5 ways 20somethings are avoiding personal connections at all costs

Sonya Matejko is a writer who is vibrantly falling in love with life in NYC and around the world. Her writing is featured on a variety of high-profile platforms and niche blogs. Her most popular article has been shared over half a million times on Facebook alone. Sonya writes about the dating world as well as traveling the world. She founded her blog, Single Strides, as a home for hopeless romantics and wanderlusts. She believes passionately in love even if she hasn’t quite gotten it right just yet. Sonya steals lunch breaks and midnights to do all of this on the side of her full-time advertising career with the goal of inspiring others to believe in love and to believe in themselves.

www.istock.com/PeterCharnaev

When you walk down the street there’s one thing you’re going to see without a doubt, and that’s a millennial looking down at their phone.

Whether they’re ordering an Uber, texting, scrolling through social feeds, online shopping, or freaking out about the news… the majority of 20somesthings have grown up in a generation that doesn’t know how to look up.

There are devastating statistics about this and a real loss of human connection. We don’t talk to each other anymore unless it’s through a screen. In truth, we avoid face to face interactions, or keep them to a minimum, for tons of seemingly standard situations…

 

1. Ordering food

I am guilty of being one of those people that sometimes just does not want to leave her apartment or speak to a human being. The rise of convenient food delivery options has escalated our simple interactions as well as the joys of going out to eat with friends/family versus ordering in.

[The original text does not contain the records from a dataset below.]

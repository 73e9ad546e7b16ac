use std::collections::HashMap;
use std::hash::Hash;
use std::sync::{Mutex, MutexGuard};

use futures::future::{BoxFuture, Shared};
use futures::FutureExt;
use thiserror::Error;
use tracing::debug;

/// Cloneable fetch failure so one in-flight result can be fanned out to
/// every caller awaiting the same key.
#[derive(Debug, Clone, PartialEq, Eq, Error)]
#[error("{0}")]
pub struct FetchError(pub String);

impl FetchError {
    pub fn new(message: impl Into<String>) -> Self {
        Self(message.into())
    }
}

#[derive(Debug, Clone, PartialEq, Eq)]
pub enum QueryStatus {
    Idle,
    Loading,
    Success,
    Error(FetchError),
}

/// Point-in-time view of one cache slot, as handed to the UI layer.
#[derive(Debug, Clone)]
pub struct CacheEntry<V> {
    pub value: Option<V>,
    pub status: QueryStatus,
    pub stale: bool,
}

type SharedFetch<V> = Shared<BoxFuture<'static, Result<V, FetchError>>>;

struct EntryState<V> {
    value: Option<V>,
    status: QueryStatus,
    stale: bool,
    inflight: Option<SharedFetch<V>>,
}

impl<V> Default for EntryState<V> {
    fn default() -> Self {
        Self {
            value: None,
            status: QueryStatus::Idle,
            stale: false,
            inflight: None,
        }
    }
}

/// Read-through cache keyed by resource query.
///
/// At most one outstanding network request exists per key: concurrent
/// readers of a loading key await the same shared future. Completion is
/// applied only while the entry still points at that request, so
/// invalidating a key mid-flight discards the late result instead of
/// resurrecting it.
pub struct QueryCache<K, V> {
    entries: Mutex<HashMap<K, EntryState<V>>>,
}

impl<K, V> Default for QueryCache<K, V> {
    fn default() -> Self {
        Self {
            entries: Mutex::new(HashMap::new()),
        }
    }
}

impl<K, V> QueryCache<K, V>
where
    K: Eq + Hash + Clone,
    V: Clone,
{
    pub fn new() -> Self {
        Self::default()
    }

    fn lock(&self) -> MutexGuard<'_, HashMap<K, EntryState<V>>> {
        self.entries.lock().expect("cache mutex poisoned")
    }

    /// Read the value for `key`, fetching it with `fetcher` if the slot
    /// is empty, stale, or errored. A fresh successful slot returns the
    /// cached value without touching the network.
    pub async fn fetch_with<F>(&self, key: K, fetcher: F) -> Result<V, FetchError>
    where
        F: FnOnce() -> BoxFuture<'static, Result<V, FetchError>>,
    {
        enum Plan<V> {
            Cached(V),
            Join(SharedFetch<V>),
            Run(SharedFetch<V>),
        }

        let plan = {
            let mut entries = self.lock();
            let state = entries.entry(key.clone()).or_default();
            let fresh = !state.stale && state.status == QueryStatus::Success;
            if let Some(inflight) = &state.inflight {
                Plan::Join(inflight.clone())
            } else if let Some(value) = state.value.clone().filter(|_| fresh) {
                Plan::Cached(value)
            } else {
                let shared = fetcher().shared();
                state.inflight = Some(shared.clone());
                state.status = QueryStatus::Loading;
                Plan::Run(shared)
            }
        };

        match plan {
            Plan::Cached(value) => Ok(value),
            Plan::Join(shared) => shared.await,
            Plan::Run(shared) => {
                let result = shared.clone().await;
                let mut entries = self.lock();
                if let Some(state) = entries.get_mut(&key) {
                    let still_ours = state
                        .inflight
                        .as_ref()
                        .is_some_and(|current| current.ptr_eq(&shared));
                    if still_ours {
                        state.inflight = None;
                        match &result {
                            Ok(value) => {
                                state.value = Some(value.clone());
                                state.status = QueryStatus::Success;
                                state.stale = false;
                            }
                            Err(err) => {
                                state.status = QueryStatus::Error(err.clone());
                            }
                        }
                    } else {
                        // Key was invalidated while the request was in
                        // flight; nobody observes this result anymore.
                        debug!("discarding fetch result for invalidated key");
                    }
                }
                result
            }
        }
    }

    /// Mark the slot stale so the next read refetches, and detach any
    /// in-flight request so its completion is discarded.
    pub fn invalidate(&self, key: &K) {
        let mut entries = self.lock();
        if let Some(state) = entries.get_mut(key) {
            state.stale = true;
            state.inflight = None;
        }
    }

    /// Clone of the current value, staleness notwithstanding.
    pub fn get(&self, key: &K) -> Option<V> {
        self.lock().get(key).and_then(|state| state.value.clone())
    }

    /// Store a value directly, marking the slot fresh.
    pub fn set(&self, key: K, value: V) {
        let mut entries = self.lock();
        let state = entries.entry(key).or_default();
        state.value = Some(value);
        state.status = QueryStatus::Success;
        state.stale = false;
    }

    /// Capture the rollback snapshot for an optimistic mutation. Owned
    /// exclusively by that mutation until committed or restored.
    pub fn snapshot(&self, key: &K) -> Option<V> {
        self.get(key)
    }

    /// Edit the cached value in place (the optimistic write). A slot
    /// with no value is left untouched.
    pub fn apply(&self, key: &K, edit: impl FnOnce(&mut V)) {
        let mut entries = self.lock();
        if let Some(state) = entries.get_mut(key) {
            if let Some(value) = state.value.as_mut() {
                edit(value);
            }
        }
    }

    /// Put the snapshot back exactly as captured, undoing this
    /// mutation's optimistic edit and nothing else.
    pub fn restore(&self, key: &K, snapshot: Option<V>) {
        let mut entries = self.lock();
        let state = entries.entry(key.clone()).or_default();
        state.value = snapshot;
    }

    pub fn is_stale(&self, key: &K) -> bool {
        self.lock().get(key).is_some_and(|state| state.stale)
    }

    pub fn entry(&self, key: &K) -> CacheEntry<V> {
        let entries = self.lock();
        match entries.get(key) {
            Some(state) => CacheEntry {
                value: state.value.clone(),
                status: state.status.clone(),
                stale: state.stale,
            },
            None => CacheEntry {
                value: None,
                status: QueryStatus::Idle,
                stale: false,
            },
        }
    }
}

// ============================================================================
// Tests
// ============================================================================

#[cfg(test)]
mod tests {
    use super::*;
    use std::sync::atomic::{AtomicUsize, Ordering};
    use std::sync::Arc;
    use std::time::Duration;

    fn counting_fetcher(
        counter: &Arc<AtomicUsize>,
        value: Vec<&'static str>,
    ) -> impl FnOnce() -> BoxFuture<'static, Result<Vec<&'static str>, FetchError>> {
        let counter = Arc::clone(counter);
        move || {
            counter.fetch_add(1, Ordering::SeqCst);
            async move {
                tokio::time::sleep(Duration::from_millis(10)).await;
                Ok(value)
            }
            .boxed()
        }
    }

    #[tokio::test]
    async fn test_concurrent_fetches_share_one_request() {
        let cache: QueryCache<(), Vec<&str>> = QueryCache::new();
        let calls = Arc::new(AtomicUsize::new(0));

        let (a, b) = tokio::join!(
            cache.fetch_with((), counting_fetcher(&calls, vec!["x"])),
            cache.fetch_with((), counting_fetcher(&calls, vec!["y"])),
        );

        assert_eq!(a.expect("first fetch"), vec!["x"]);
        assert_eq!(b.expect("second fetch"), vec!["x"]);
        assert_eq!(calls.load(Ordering::SeqCst), 1);
    }

    #[tokio::test]
    async fn test_fresh_value_served_from_cache() {
        let cache: QueryCache<(), Vec<&str>> = QueryCache::new();
        let calls = Arc::new(AtomicUsize::new(0));

        cache
            .fetch_with((), counting_fetcher(&calls, vec!["x"]))
            .await
            .expect("first fetch");
        cache
            .fetch_with((), counting_fetcher(&calls, vec!["y"]))
            .await
            .expect("cached read");

        assert_eq!(calls.load(Ordering::SeqCst), 1);
    }

    #[tokio::test]
    async fn test_invalidate_forces_refetch() {
        let cache: QueryCache<(), Vec<&str>> = QueryCache::new();
        let calls = Arc::new(AtomicUsize::new(0));

        cache
            .fetch_with((), counting_fetcher(&calls, vec!["x"]))
            .await
            .expect("first fetch");
        cache.invalidate(&());
        assert!(cache.is_stale(&()));

        let value = cache
            .fetch_with((), counting_fetcher(&calls, vec!["y"]))
            .await
            .expect("refetch");
        assert_eq!(value, vec!["y"]);
        assert_eq!(calls.load(Ordering::SeqCst), 2);
        assert!(!cache.is_stale(&()));
    }

    #[tokio::test]
    async fn test_failed_fetch_records_error_and_retries() {
        let cache: QueryCache<(), Vec<&str>> = QueryCache::new();

        let result = cache
            .fetch_with((), || {
                async { Err(FetchError::new("boom")) }.boxed()
            })
            .await;
        assert!(result.is_err());
        assert_eq!(
            cache.entry(&()).status,
            QueryStatus::Error(FetchError::new("boom"))
        );

        // An errored slot is not served from cache.
        let value = cache
            .fetch_with((), || async { Ok(vec!["x"]) }.boxed())
            .await
            .expect("retry");
        assert_eq!(value, vec!["x"]);
        assert_eq!(cache.entry(&()).status, QueryStatus::Success);
    }

    #[tokio::test]
    async fn test_snapshot_apply_restore_round_trip() {
        let cache: QueryCache<(), Vec<&str>> = QueryCache::new();
        cache.set((), vec!["A", "B", "C"]);

        let snapshot = cache.snapshot(&());
        cache.apply(&(), |items| items.retain(|item| *item != "B"));
        assert_eq!(cache.get(&()), Some(vec!["A", "C"]));

        cache.restore(&(), snapshot);
        assert_eq!(cache.get(&()), Some(vec!["A", "B", "C"]));
    }

    #[tokio::test]
    async fn test_invalidate_mid_flight_discards_result() {
        let cache = Arc::new(QueryCache::<(), Vec<&str>>::new());

        let reader = {
            let cache = Arc::clone(&cache);
            tokio::spawn(async move {
                cache
                    .fetch_with((), || {
                        async {
                            tokio::time::sleep(Duration::from_millis(50)).await;
                            Ok(vec!["late"])
                        }
                        .boxed()
                    })
                    .await
            })
        };

        tokio::time::sleep(Duration::from_millis(10)).await;
        cache.invalidate(&());

        // The caller still gets its result, but the cache does not
        // apply a value nobody observes anymore.
        let result = reader.await.expect("join").expect("fetch");
        assert_eq!(result, vec!["late"]);
        assert_eq!(cache.get(&()), None);
    }

    #[test]
    fn test_entry_for_unknown_key_is_idle() {
        let cache: QueryCache<i64, Vec<&str>> = QueryCache::new();
        let entry = cache.entry(&42);
        assert_eq!(entry.status, QueryStatus::Idle);
        assert!(entry.value.is_none());
        assert!(!entry.stale);
    }
}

There are even restaurants where you don’t have to interact with anyone at all — although I’d also likely be guilty of trying one.

 

2. Renting movies

I remember the good ol’ days when going to Blockbuster and picking out a movie was the best part of the weekend. Roaming the aisles for just the right selection was thrilling. Now, we have hundreds of thousands of streaming options but no interaction or camaraderie involved. It’s now just “Netflix and chill” while scrolling through Instagram vs. what used to be an experience all on its own.

 

3. Customer service

We’re in the age of digital screens versus cashiers and receptionists. We’re also in the age of robots answering our calls versus real people — no matter how many times you say “representative.” Although, some companies are offering helpful services like texting their customers, while other companies (i.e. certain airlines) only offer customer service via an online claims form with absolutely no phone number to speak to a real person.

 

4. Hanging out

When was the last time you went to brunch or dinner or a party, and no one whipped out their phone? Sure, cabs need to be ordered and pictures need to be taken. But Facebook is also being updated, texts are coming in, and our mindless routine takes afoot no matter the size of the group we’re in. It’s a habit, even in public and among friends. While “hanging out” used to literally be just hanging out, we’re less likely to have the attention span to do so.

 

5. Dating

I will forever dream that I’ll meet my soulmate spontaneously on a train or in line for coffee. But the reality is, a good portion of our dating lives are now purely on a screen. The amount of time it takes to swipe, make connections, small talk — by the time you actually meet… you would’ve wasted hours of repetitive conversations and snap judgements. Where did the romance go? Although, the digital world isn’t all bad – because imagine being the person from this Craigslist missed connections ad.

 

6. Online shopping

Retail stores are dying and it’s in part to the online shopping trend. I’ll be honest, I don’t remember the last time I went to the store to try something on in person. With the rise of subscription box services and with free shipping, it’s rare that folks will go to a brick and mortar store if they can have something delivered to their home. But if you think about it, where’s the fun in that??

 

Now, I won’t paint a black cloud over our generation’s accessibility to technology. Sure, there are more occasions that we are preoccupied within our iPhones. However, elements like ordering cabs on Uber and sending money on Venmo truly make our lives easier and more efficient so we have more time for in-person connections.

It’s definitely not all aspects of our lives, but maybe it’s just a matter of remembering that we need these connections. We need to talk to strangers — who knows what their stories are. We need to talk to our families — they lived beyond this new digital world and have lessons to teach. We need to talk to our friends — because being tagged in a picture isn’t the same as being counted on.

So, just venture outside a little more. Make conversation with the barista. Go on a date in person before stalking them. Put your phone away when you’re out with friends. Just try it, because the connections you make and things that happen may just surprise you.